Work instructions: Scan the listing for the word "same" and report every line that contains it.

==== Materials provided

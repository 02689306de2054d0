use std::{collections::HashMap, fmt, io::Write, sync::Arc};

use log::{debug, trace};

use crate::{
    error::{EvalError, Result},
    ops::{add, div, mul, neg, sub},
    unary_fn::UnaryFn,
};

/// The capability every node of an expression has: numeric evaluation at a
/// point and a symbolic derivative that is itself differentiable.
///
/// Implement this for your own type and wrap it with [`Term::custom`] to mix
/// it into expressions built from the provided nodes.
pub trait Differentiable: fmt::Debug + Send + Sync {
    /// Evaluate the function at `x`.
    fn value(&self, x: f64) -> Result<f64>;

    /// Produce the derivative with respect to `x` as a new expression.
    /// Nothing is evaluated numerically here.
    fn derivative(&self) -> Term;

    /// A short human readable name, used by `Display` and graphviz output.
    fn name(&self) -> String {
        format!("{self:?}")
    }
}

#[derive(Clone, Debug)]
pub(crate) struct UnaryFnPayload {
    term: Term,
    f: Arc<dyn UnaryFn>,
}

#[derive(Clone, Debug)]
pub(crate) enum TermInt {
    Constant(f64),
    /// `a * x + b`
    Linear(f64, f64),
    Add(Term, Term),
    Sub(Term, Term),
    Mul(Term, Term),
    Div(Term, Term),
    Neg(Term),
    Unary(UnaryFnPayload),
    Custom(Arc<dyn Differentiable>),
}

impl TermInt {
    fn eval(&self, x: f64) -> Result<f64> {
        use TermInt::*;
        Ok(match self {
            Constant(val) => *val,
            Linear(a, b) => a * x + b,
            Add(lhs, rhs) => lhs.value(x)? + rhs.value(x)?,
            Sub(lhs, rhs) => lhs.value(x)? - rhs.value(x)?,
            Mul(lhs, rhs) => lhs.value(x)? * rhs.value(x)?,
            Div(lhs, rhs) => {
                let numerator = lhs.value(x)?;
                let denominator = rhs.value(x)?;
                if denominator == 0. {
                    debug!("denominator {rhs} vanishes at x = {x}");
                    return Err(EvalError::DivisionByZero { numerator });
                }
                numerator / denominator
            }
            Neg(term) => -term.value(x)?,
            Unary(UnaryFnPayload { term, f }) => f.f(term.value(x)?)?,
            Custom(custom) => custom.value(x)?,
        })
    }

    fn children(&self) -> Vec<&Term> {
        use TermInt::*;
        match self {
            Constant(_) | Linear(..) | Custom(_) => vec![],
            Add(lhs, rhs) | Sub(lhs, rhs) | Mul(lhs, rhs) | Div(lhs, rhs) => vec![lhs, rhs],
            Neg(term) | Unary(UnaryFnPayload { term, .. }) => vec![term],
        }
    }

    /// Whether `Display` wraps this node in its own parentheses.
    fn is_bracketed(&self) -> bool {
        use TermInt::*;
        match self {
            Add(..) | Sub(..) | Mul(..) | Div(..) => true,
            Linear(a, b) => !(*a == 1. && *b == 0.),
            _ => false,
        }
    }

    /// Whether a prefix `-` in front of the rendered node reads unambiguously.
    fn is_atomic(&self) -> bool {
        use TermInt::*;
        match self {
            Constant(val) => val.is_sign_positive(),
            Linear(..) | Unary(_) => true,
            _ => self.is_bracketed(),
        }
    }

    /// Label of this node alone, without its children.
    fn label(&self) -> String {
        use TermInt::*;
        match self {
            Constant(val) => format!("{val}"),
            Linear(a, b) => format!("{a} * x + {b}"),
            Add(..) => "+".to_string(),
            Sub(..) => "-".to_string(),
            Mul(..) => "*".to_string(),
            Div(..) => "/".to_string(),
            Neg(_) => "neg".to_string(),
            Unary(UnaryFnPayload { f, .. }) => f.name().to_string(),
            Custom(custom) => custom.name(),
        }
    }
}

/// A shared handle to an immutable expression node.
///
/// Cloning a `Term` only bumps a reference count, so the same subtree can be
/// used by any number of parent expressions, on any number of threads.
#[derive(Clone, Debug)]
pub struct Term(Arc<TermInt>);

impl Term {
    pub(crate) fn new_payload(val: TermInt) -> Self {
        Self(Arc::new(val))
    }

    /// The constant function `c`.
    pub fn constant(c: f64) -> Self {
        Self::new_payload(TermInt::Constant(c))
    }

    /// The affine function `a * x + b`.
    pub fn linear(a: f64, b: f64) -> Self {
        Self::new_payload(TermInt::Linear(a, b))
    }

    /// The identity function, `Linear(1, 0)`.
    pub fn x() -> Self {
        Self::linear(1., 0.)
    }

    /// Wrap a user defined [`Differentiable`] so it can take part in
    /// expressions.
    pub fn custom(d: impl Differentiable + 'static) -> Self {
        Self::new_payload(TermInt::Custom(Arc::new(d)))
    }

    /// Wrap this term in an elementary function.
    /// The chain rule is delegated to [`UnaryFn::gen_graph`].
    pub fn apply(&self, f: impl UnaryFn + 'static) -> Self {
        Self::new_payload(TermInt::Unary(UnaryFnPayload {
            term: self.clone(),
            f: Arc::new(f),
        }))
    }

    /// The derivative evaluated at `x`, i.e. `self.derivative().value(x)`.
    pub fn derivative_at(&self, x: f64) -> Result<f64> {
        self.derivative().value(x)
    }

    pub fn value_and_derivative(&self, x: f64) -> Result<(f64, f64)> {
        Ok((self.value(x)?, self.derivative_at(x)?))
    }

    /// Differentiate `n` times. `n == 0` returns the same tree.
    pub fn nth_derivative(&self, n: usize) -> Self {
        (0..n).fold(self.clone(), |term, order| {
            trace!("generating derivative of order {}", order + 1);
            term.derive()
        })
    }

    /// Returns true if both handles point to the very same node.
    pub fn ptr_eq(&self, other: &Self) -> bool {
        Arc::ptr_eq(&self.0, &other.0)
    }

    /// Number of distinct nodes reachable from this term. Shared subtrees are
    /// counted once.
    pub fn node_count(&self) -> usize {
        let mut map = HashMap::new();
        self.accum(&mut map);
        map.len()
    }

    /// Write graphviz dot file to the given writer.
    pub fn dot(&self, writer: &mut impl Write) -> std::io::Result<()> {
        let mut map = HashMap::new();
        self.accum(&mut map);
        writeln!(writer, "digraph G {{\nrankdir=\"LR\";")?;
        for (id, (term, _)) in &map {
            writeln!(
                writer,
                "a{} [label=\"{}\"];",
                *id,
                term.label().replace('"', "\\\"")
            )?;
        }
        for (id, (_, parents)) in &map {
            for pid in parents {
                writeln!(writer, "a{} -> a{};", pid, *id)?;
            }
        }
        writeln!(writer, "}}")?;
        Ok(())
    }

    fn id(&self) -> usize {
        Arc::as_ptr(&self.0) as usize
    }

    fn accum<'a>(&'a self, map: &mut HashMap<usize, (&'a TermInt, Vec<usize>)>) {
        if map.contains_key(&self.id()) {
            return;
        }
        let children = self.0.children();
        for child in &children {
            child.accum(map);
        }
        let parents = children.iter().map(|child| child.id()).collect();
        map.insert(self.id(), (&*self.0, parents));
    }

    fn derive(&self) -> Self {
        use TermInt::*;
        match &*self.0 {
            Constant(_) => Self::constant(0.),
            Linear(a, _) => Self::constant(*a),
            Add(lhs, rhs) => add(lhs.derive(), rhs.derive()),
            Sub(lhs, rhs) => sub(lhs.derive(), rhs.derive()),
            Mul(lhs, rhs) => add(mul(lhs.derive(), rhs), mul(lhs, rhs.derive())),
            Div(lhs, rhs) => div(
                sub(mul(lhs.derive(), rhs), mul(lhs, rhs.derive())),
                mul(rhs, rhs),
            ),
            Neg(term) => neg(term.derive()),
            Unary(UnaryFnPayload { term, f }) => f.gen_graph(self, term, &term.derive()),
            Custom(custom) => custom.derivative(),
        }
    }
}

impl Differentiable for Term {
    fn value(&self, x: f64) -> Result<f64> {
        self.0.eval(x)
    }

    fn derivative(&self) -> Term {
        self.derive()
    }

    fn name(&self) -> String {
        self.to_string()
    }
}

impl fmt::Display for Term {
    fn fmt(&self, f: &mut fmt::Formatter<'_>) -> fmt::Result {
        use TermInt::*;
        match &*self.0 {
            Constant(val) => write!(f, "{val}"),
            Linear(a, b) => {
                if self.0.is_bracketed() {
                    write!(f, "(")?;
                }
                if *a == 1. {
                    write!(f, "x")?;
                } else {
                    write!(f, "{a} * x")?;
                }
                if *b > 0. || b.is_nan() {
                    write!(f, " + {b}")?;
                } else if *b < 0. {
                    write!(f, " - {}", -b)?;
                }
                if self.0.is_bracketed() {
                    write!(f, ")")?;
                }
                Ok(())
            }
            Add(lhs, rhs) => write!(f, "({lhs} + {rhs})"),
            Sub(lhs, rhs) => write!(f, "({lhs} - {rhs})"),
            Mul(lhs, rhs) => write!(f, "({lhs} * {rhs})"),
            Div(lhs, rhs) => write!(f, "({lhs} / {rhs})"),
            Neg(term) => {
                if term.0.is_atomic() {
                    write!(f, "-{term}")
                } else {
                    write!(f, "-({term})")
                }
            }
            Unary(UnaryFnPayload { term, f: func }) => {
                if term.0.is_bracketed() {
                    write!(f, "{}{term}", func.name())
                } else {
                    write!(f, "{}({term})", func.name())
                }
            }
            Custom(custom) => write!(f, "{}", custom.name()),
        }
    }
}

pub fn constant(c: f64) -> Term {
    Term::constant(c)
}

pub fn linear(a: f64, b: f64) -> Term {
    Term::linear(a, b)
}

pub fn x() -> Term {
    Term::x()
}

========

Answer section:
/// Cloning a `Term` only bumps a reference count, so the same subtree can be
    /// Differentiate `n` times. `n == 0` returns the same tree.
    /// Returns true if both handles point to the very same node.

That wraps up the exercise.